The second FM 2456 was designated on October 31, 1957, to run from US 281 north of Mineral Wells east and south to US 180 east of Mineral Wells. This route was cancelled 90 days later. The route would be restored as FM 1821 in 1960.

==FM 2457==

Farm to Market Road 2457 (FM 2457) is located in Polk County. It runs from Lake Livingston east to US 190.

FM 2457 was designated on March 31, 1970, on the current route as a replacement of a section of US 190.

===FM 2457 (1956)===

A previous route numbered FM 2457 was designated on November 21, 1956, from FM 1999, 1.3 mi east of Leigh, north 5.2 mi to Caddo Lake. FM 2457 was cancelled on August 5, 1968, and became a portion of FM 9.

==FM 2458==

Farm to Market Road 2458 (FM 2458) is located in Garza County.

FM 2458 begins at an intersection with US 84 in Justiceburg. The highway travels in an eastern direction just north of Lake Alan Henry, turning to the north at an intersection with FM 3519. FM 2458 runs in a northern direction near the Lake Alan Henry Lodges. State maintenance for the highway ends at County Road 345.
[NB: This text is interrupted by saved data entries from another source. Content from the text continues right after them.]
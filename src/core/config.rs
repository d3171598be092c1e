use std::env;
use std::time::Duration;

use crate::core::analysis::AnalysisMode;

/// Default base URL of the bias-analysis service.
pub const DEFAULT_API_URL: &str = "http://localhost:8000";

/// Default request timeout.
const DEFAULT_TIMEOUT_SECS: u64 = 30;

#[derive(Debug, Clone)]
pub struct Config {
    /// Base URL of the analysis service, without a trailing slash.
    pub api_url: String,
    pub timeout: Duration,
    pub default_mode: AnalysisMode,
}

/// Load configuration from environment. Nothing is required: every setting
/// has a default, and unparsable values fall back to it.
pub fn load() -> Config {
    let api_url = env::var("BIASLENS_API_URL")
        .ok()
        .filter(|s| !s.trim().is_empty())
        .unwrap_or_else(|| DEFAULT_API_URL.to_string());
    let api_url = api_url.trim().trim_end_matches('/').to_string();

    let timeout = env::var("BIASLENS_TIMEOUT_SECS")
        .ok()
        .and_then(|s| s.parse::<u64>().ok())
        .map(Duration::from_secs)
        .unwrap_or(Duration::from_secs(DEFAULT_TIMEOUT_SECS));

    let default_mode = env::var("BIASLENS_MODE")
        .ok()
        .and_then(|s| s.parse().ok())
        .unwrap_or(AnalysisMode::Quick);

    Config {
        api_url,
        timeout,
        default_mode,
    }
}
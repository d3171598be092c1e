//! # biaslens: terminal client for a text bias-analysis service
//!
//! Submit text to a remote bias-analysis service and view the normalized
//! result with inline highlight rendering.
//!
//! ## Modes
//! - One-shot analysis with `-t` / `--text` (report or `--json` dump)
//! - Interactive terminal UI (default)
//! - Service commands: `health`, `categories`, `config`, `completions`

mod cli;
mod core;
mod run;
mod tui;

use clap::Parser;
use dotenv::dotenv;

#[tokio::main]
async fn main() -> Result<(), Box<dyn std::error::Error>> {
    // Load environment variables from .env file
    dotenv().ok();

    let args = cli::Args::parse();
    run::init_logger(&args);

    let config = core::config::load();

    if let Some(command) = &args.command {
        match command {
            cli::Commands::Health => core::cli::run_health(&config).await,
            cli::Commands::Categories => core::cli::run_categories(&config).await,
            cli::Commands::Config => core::cli::run_config(&config),
            cli::Commands::Completions { shell } => {
                use clap::CommandFactory;
                let mut cmd = cli::Args::command();
                let name = cmd.get_name().to_string();
                cli::generate(*shell, &mut cmd, name, &mut std::io::stdout());
            }
        }
        return Ok(());
    }

    if args.text.is_some() {
        return run::run_one_shot(&args, &config).await;
    }

    run::launch_tui(config).await
}
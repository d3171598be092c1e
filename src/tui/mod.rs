//! TUI to submit text and view bias-analysis results.

mod app;
mod constants;
mod draw;
mod handlers;
mod theme;

pub use app::App;

use std::io;
use std::sync::Arc;
use std::sync::mpsc;
use std::thread;
use std::time::{Duration, Instant};

use crossterm::event::{self, Event};
use crossterm::execute;
use tokio::runtime::Runtime;

use crate::core::api::{ApiClient, HealthStatus};
use crate::core::config::Config;

use draw::draw;
use handlers::{HandleResult, PendingAnalysis};

const HEALTH_REFRESH_INTERVAL: Duration = Duration::from_secs(30);

/// Spawn a health check in the background. Returns a receiver for the status
/// or an error string.
fn spawn_health_fetch(
    config: Arc<Config>,
    rt: &Arc<Runtime>,
) -> mpsc::Receiver<Result<HealthStatus, String>> {
    let (tx, rx) = mpsc::channel();
    let rt_clone = Arc::clone(rt);
    thread::spawn(move || {
        let client = ApiClient::new(config.as_ref());
        let result = rt_clone.block_on(client.health()).map_err(|e| e.to_string());
        let _ = tx.send(result);
    });
    rx
}

/// Guard that restores terminal state on drop (including on panic).
struct TerminalGuard;

impl TerminalGuard {
    fn new() -> Self {
        Self
    }
}

impl Drop for TerminalGuard {
    fn drop(&mut self) {
        use crossterm::terminal::{LeaveAlternateScreen, disable_raw_mode};
        let _ = disable_raw_mode();
        let _ = execute!(std::io::stdout(), LeaveAlternateScreen);
    }
}

/// Run the TUI loop. Uses a dedicated Tokio runtime for async API calls.
pub fn run(config: Arc<Config>) -> io::Result<()> {
    use crossterm::terminal::{Clear, ClearType, EnterAlternateScreen, enable_raw_mode};
    use ratatui::Terminal;
    use ratatui::backend::CrosstermBackend;

    let _guard = TerminalGuard::new();

    enable_raw_mode()?;
    let mut stdout = io::stdout();
    execute!(stdout, EnterAlternateScreen)?;
    execute!(stdout, Clear(ClearType::All))?;
    let backend = CrosstermBackend::new(stdout);
    let mut terminal = Terminal::new(backend)?;

    let rt = Arc::new(
        Runtime::new().map_err(|e| io::Error::other(format!("Failed to create runtime: {}", e)))?,
    );

    let mut app = App::new(config.default_mode);
    let mut pending_analysis: Option<PendingAnalysis> = None;

    // Start the first health check immediately
    let mut pending_health = Some(spawn_health_fetch(Arc::clone(&config), &rt));

    loop {
        if let Some(ref health_rx) = pending_health
            && let Ok(result) = health_rx.try_recv()
        {
            match result {
                Ok(health) => {
                    app.health = Some(health);
                    app.health_error = None;
                }
                Err(e) => {
                    app.health = None;
                    app.health_error = Some(e);
                }
            }
            app.health_checked_at = Some(Instant::now());
            pending_health = None;
        }

        if pending_health.is_none()
            && app
                .health_checked_at
                .is_some_and(|t| t.elapsed() >= HEALTH_REFRESH_INTERVAL)
        {
            pending_health = Some(spawn_health_fetch(Arc::clone(&config), &rt));
        }

        // Last response wins: the previous result is discarded outright.
        if let Some(ref pending) = pending_analysis
            && let Ok(outcome) = pending.result_rx.try_recv()
        {
            let mode = pending.mode;
            app.finish_analysis(mode, outcome);
            pending_analysis = None;
        }

        terminal.draw(|f| draw(f, &mut app, f.area()))?;

        if event::poll(Duration::from_millis(constants::EVENT_POLL_TIMEOUT_MS))?
            && let Event::Key(key) = event::read()?
        {
            let result = handlers::handle_key(key, &mut app, &config, &mut pending_analysis, &rt);
            if result == HandleResult::Break {
                break;
            }
        }
    }

    terminal.show_cursor()?;
    Ok(())
}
The current FM 2458 was designated on May 2, 1962, traveling from US 84 at Justiceburg eastward at a distance of 2.7 mi. The highway was extended 3.1 mi eastward and northward on June 28, 1963.

===FM 2458 (1956)===

The first route numbered FM 2458 was designated on November 21, 1956, traveling from FM 1003 near Honey Island, northwestward at a distance of 5.0 mi. The highway was extended 3.8 mi northwestward on October 31, 1957. This FM 2458 was cancelled on December 1, 1958, with the mileage being transferred to FM 943.

===FM 2458 (1959)===

The second route numbered FM 2458 was designated on November 24, 1959, running from US 69 near Emory southward and eastward to Colony Church at a distance of 8.1 mi. The highway was cancelled on October 18, 1961, with the mileage being transferred to FM 779.

==FM 2459==

===FM 2459 (1956)===

A previous route numbered FM 2459 was designated on November 21, 1956, from FM 834, 2.8 mi northwest of Hull, north 6.8 mi to FM 162 (now SH 105). FM 2459 was cancelled eleven months later and removed from the highway system as the county could not acquire the right of way; FM 1410 was extended instead.

==FM 2462==

===RM 2462 (1956)===

A previous route numbered Ranch to Market Road 2462 (RM 2462) was designated on November 21, 1956, from SH 118 near Study Butte west 5.0 mi to a road intersection near Terlingua. On October 31, 1957, the road was extended west 14.0 mi to the Presidio County line. RM 2462 was cancelled on February 19, 1960, and transferred to FM 170.

===FM 2462 (1960)===

The second route numbered FM 2462 was designated on September 27, 1960, from SH 146 in Schwab City to a point 1.5 mi southwest. FM 2462 was cancelled on September 16, 1963, and transferred to FM 2665.

==RM 2463==

===RM 2463 (1956)===

The original RM 2463 was designated on November 1, 1956, to run from US 80 at Kent north 5.0 mi. This was cancelled 90 days later.

===FM 2463 (1957)===

The first use of the FM 2463 designation was in Erath County, from SH 108 northwest of Huckabay northeast 3.7 mi to Liberty Church. FM 2463 was cancelled on October 3, 1961, and transferred to FM 1715 (now FM 1188).

===FM 2463 (1962)===

The second use of the FM 2463 designation was in Floyd County, from FM 378, 3 mi south of FM 788, east 7.1 mi to FM 207. FM 2463 was cancelled on September 16, 1968, and became a portion of FM 2286.

==FM 2468==

Farm to Market Road 2468 (FM 2468) is located in Shelby County. It runs from FM 699 in Center northwest 2.2 mi before state maintenance ends.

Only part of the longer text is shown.